II.D – Códigos de Procedimentos Neurocirúrgicos Finais e/ou Fechamento

  1. Curativo especial sob anestesia – por unidade topográfica (3.01.01.23-9): curativo realizado após todas neurocirurgias, que pode envolver desde bandagem/turbante até outros curativos mais simples.
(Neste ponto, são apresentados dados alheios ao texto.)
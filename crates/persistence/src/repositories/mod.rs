//! Repository implementations over whole-document stores.

pub mod device;
pub mod status;
pub mod status_list;

pub use device::DeviceRepository;
pub use status::StatusRepository;
pub use status_list::StatusListRepository;

use std::sync::Arc;
use tokio::sync::{Mutex, MutexGuard};

/// Serializes read-modify-write cycles against one document.
///
/// When disabled, concurrent mutations race and the last write wins.
#[derive(Debug, Clone, Default)]
pub(crate) struct WriteLock(Option<Arc<Mutex<()>>>);

impl WriteLock {
    pub(crate) fn new(serialize: bool) -> Self {
        if serialize {
            Self(Some(Arc::new(Mutex::new(()))))
        } else {
            Self(None)
        }
    }

    pub(crate) async fn acquire(&self) -> Option<MutexGuard<'_, ()>> {
        match &self.0 {
            Some(lock) => Some(lock.lock().await),
            None => None,
        }
    }
}
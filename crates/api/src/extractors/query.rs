//! Query string extractor that rejects with the error envelope.

use axum::{
    async_trait,
    extract::{FromRequestParts, Query},
    http::request::Parts,
};
use serde::de::DeserializeOwned;

use crate::error::ApiError;

/// Deserializes the query string like [`Query`].
///
/// A query string that does not fit `T` (a repeated key, for instance) is
/// rejected with [`ApiError::Validation`] instead of axum's plain-text body.
#[derive(Debug, Clone, Copy, Default)]
pub struct QueryParams<T>(pub T);

#[async_trait]
impl<T, S> FromRequestParts<S> for QueryParams<T>
where
    T: DeserializeOwned,
    S: Send + Sync,
{
    type Rejection = ApiError;

    async fn from_request_parts(parts: &mut Parts, _state: &S) -> Result<Self, Self::Rejection> {
        match Query::<T>::try_from_uri(&parts.uri) {
            Ok(Query(params)) => Ok(QueryParams(params)),
            Err(rejection) => {
                let message = rejection.body_text();
                tracing::info!(
                    method = %parts.method,
                    path = %parts.uri.path(),
                    error = %message,
                    "Rejected query string"
                );
                Err(ApiError::Validation(message))
            }
        }
    }
}

#[cfg(test)]
mod tests {
    use super::*;
    use axum::http::{Request, StatusCode};
    use serde::Deserialize;

    #[derive(Debug, Deserialize)]
    struct Params {
        id: Option<String>,
    }

    async fn extract(uri: &str) -> Result<QueryParams<Params>, ApiError> {
        let (mut parts, _) = Request::builder().uri(uri).body(()).unwrap().into_parts();
        QueryParams::<Params>::from_request_parts(&mut parts, &()).await
    }

    #[tokio::test]
    async fn test_extracts_params() {
        let QueryParams(params) = extract("/x?id=abc&other=1").await.unwrap();
        assert_eq!(params.id.as_deref(), Some("abc"));

        let QueryParams(params) = extract("/x").await.unwrap();
        assert!(params.id.is_none());
    }

    #[tokio::test]
    async fn test_repeated_key_is_validation_error() {
        let err = extract("/x?id=a&id=b").await.unwrap_err();
        assert_eq!(err.status_code(), StatusCode::BAD_REQUEST);
        assert!(err.to_string().contains("duplicate field `id`"), "{err}");
    }
}
//! Device repository: the registered device collection.

use std::sync::Arc;

use domain::models::device::{Device, DeviceDraft, DeviceUpdate};
use domain::DomainError;
use shared::id::IdGenerator;
use shared::validation::require_param;

use super::WriteLock;
use crate::store::{load_as, save_as, DocumentStore, StoreError};

/// Repository for the device document.
///
/// Every operation reads the whole collection fresh from the store; mutations
/// write the whole collection back.
#[derive(Clone)]
pub struct DeviceRepository {
    store: Arc<dyn DocumentStore>,
    ids: Arc<dyn IdGenerator>,
    write_lock: WriteLock,
}

impl DeviceRepository {
    /// Creates a repository; `serialize_writes` guards mutations with a mutex.
    pub fn new(
        store: Arc<dyn DocumentStore>,
        ids: Arc<dyn IdGenerator>,
        serialize_writes: bool,
    ) -> Self {
        Self {
            store,
            ids,
            write_lock: WriteLock::new(serialize_writes),
        }
    }

    /// Returns all devices in insertion order.
    pub async fn list(&self) -> Result<Vec<Device>, DomainError> {
        load_as(self.store.as_ref())
            .await
            .map_err(|e| self.storage_error(e))
    }

    /// Validates and registers a new device under a freshly generated ID.
    pub async fn add_device(&self, draft: &DeviceDraft) -> Result<Device, DomainError> {
        let new_device = draft.validate()?;
        let _guard = self.write_lock.acquire().await;

        let mut devices = self.list().await?;
        let device = new_device.into_device(self.ids.new_id());
        devices.push(device.clone());
        self.persist(&devices).await?;

        Ok(device)
    }

    /// Applies a partial update to the device with the given ID.
    ///
    /// Nothing is changed unless every supplied field is valid.
    pub async fn set_device(
        &self,
        id: Option<&str>,
        update: &DeviceUpdate,
    ) -> Result<Device, DomainError> {
        let id = require_param("id", id)?;
        let _guard = self.write_lock.acquire().await;

        let mut devices = self.list().await?;
        let index = Self::position(&devices, id)?;
        let patch = update.validate()?;

        let mut device = devices[index].clone();
        patch.apply(&mut device);
        devices[index] = device.clone();
        self.persist(&devices).await?;

        Ok(device)
    }

    /// Removes the first device with the given ID and returns it.
    pub async fn remove_device(&self, id: Option<&str>) -> Result<Device, DomainError> {
        let id = require_param("id", id)?;
        let _guard = self.write_lock.acquire().await;

        let mut devices = self.list().await?;
        let index = Self::position(&devices, id)?;
        let removed = devices.remove(index);
        self.persist(&devices).await?;

        Ok(removed)
    }

    fn position(devices: &[Device], id: &str) -> Result<usize, DomainError> {
        devices
            .iter()
            .position(|d| d.id == id)
            .ok_or_else(|| DomainError::device_not_found(id))
    }

    async fn persist(&self, devices: &[Device]) -> Result<(), DomainError> {
        save_as(self.store.as_ref(), &devices)
            .await
            .map_err(|e| self.storage_error(e))
    }

    fn storage_error(&self, err: StoreError) -> DomainError {
        tracing::error!(document = %self.store.name(), error = %err, "Device storage failure");
        if err.is_write() {
            DomainError::StorageUnavailable("Failed to save device data".to_string())
        } else {
            DomainError::StorageUnavailable("Failed to read devices data".to_string())
        }
    }
}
Esta é a última etapa de toda cirurgia.

 

  1. Extensos ferimentos – excisão e retalhos cutâneos da região (3.01.01.58-1): código que representa uma das etapas do fechamento multicamadas do defeito do tubo neural (mielomeningocele ou meningoencefalocele) com a utilização de pele para rotação do retalho.

 

  1. Extensos ferimentos – exérese e emprego retalhos cutâneos-musculares cruzados (3.01.01.53-0): código que representa uma das etapas do fechamento multicamadas do defeito do tubo neural (mielomeningocele) com a utilização de retalhos cutâneos-cruzados.

 

  1. Extensos ferimentos – exérese e rotação de retalho fasciocutaneo (3.01.01.55-7): código que representa uma das etapas do fechamento multicamadas do defeito do tubo neural (mielomeningocele ou meningoencefalocele) com a utilização de fáscia e pele.

 

  1. Extensos ferimentos – exérese e rotação de retalhos musculares (3.01.01.57-3): código que representa uma das etapas do fechamento multicamadas do defeito do tubo neural (mielomeningocele) com a utilização de músculos paravertebrais.

 

  1. Extensos ferimentos – exérese e rotação retalhos miocutâneos (3.01.01.56-5): código que representa uma das etapas do fechamento multicamadas do defeito do tubo neural (mielomeningocele ou meningoencefalocele) com a utilização de bloco de enxerto com pele e músculo.

 

  1. Fratura do arco zigomático – redução cirúrgica com fixação (3.02.07.07-0): código referente ao reposicionamento/redução cirúrgica com material de fixação do arco zigomático fraturado por ocasião do acesso envolvendo este osso, como acesso FOZ.

 

  1. Miorrafias (3.07.30.11-2): código referente ao fechamento da parte muscular do acesso cirúrgico, sendo uma das etapas do fechamento.

 

  1. Monitorização neurofisiológica intra-operatória (2.02.02.04-0): Recurso muito utilizado nas cirurgias de tumores intracranianos para monitorização de nervos cranianos, nas ressecções de tumores de área eloquentes e na transição craniocervical.

 

  1. Plástica em Z ou W (3.01.01.67-0): código utilizado para o fechamento de pele tipo zetaplastia ou plastia em W como parte da ultima camada no fechamento do defeito do tubo neural (mielomeningocele ou meningoencefalocele).

 

  1. Reconstituição de paredes orbitárias (3.03.02.10-2): procedimento complementar à cirurgia de trauma de crânio ou tumores orbitários, envolvendo a cavidade orbitária, onde se faz a reconstrução anatômicas das paredes da órbita associada ao código de reconstrução craniofacial (3.02.15.04-8).

 

  1. Reconstrução com retalho da gálea aponeurótica (3.01.01.68-9): procedimento realizado como parte da etapa de fechamento na maioria das cirurgias cranianas, onde um retalho de gálea aponeurótica é utilizado como doadora de tecido para duroplastia, oclusão de seio frontal ou ainda na sustentação e reaproximação do flap ósseo retirado por ocasião da craniotomia.

 

  1. Reconstrução com rotação do msculo temporal (3.02.10.10-0): código referente ao reposicionamento do flap de músculo temporal transposicionado durante o acesso com finalidade de reconstrução da anatomia original, como parte do retalho na reconstrução dural ou ainda como parte da cirurgia de revascularização intra/extracraniana nas doenças cérebro-oclusivas (ex, Doença de moyamoya).

 

  1. Reconstrução craniana ou craniofacial (3.02.15.04-8): procedimento complementar na etapa de fechamento das cirurgias cranianas ou craniofaciais, necessária para reposicionamento planiforme do flap ósseo da craniotomia.

 

  1. Tratamento cirúrgico de fístula liquórica (3.14.01.26-0): código utilizando para fechamento da dura-máter com objetivo de ocluir qualquer ponto de saída de líquor, seja ele primário (após ato cirúrgico imediato) ou secundário (decorrente de TCE, inflamação/infecção envolvendo a meninge, espontânea ou ainda como uma complicação pós-operatória tardia).

 

  1. Tratamento cirúrgico do hematoma intracraniano (3.14.01.30-9): drenagem cirúrgica de hematoma intracraniano agudo ou crônico no espaço extradural, subdural, subaracnóideo/cisternal e/ou intraparenquimatoso. A drenagem pode ser através de craniotomia, craniectomia, trefina ou ainda trepanação.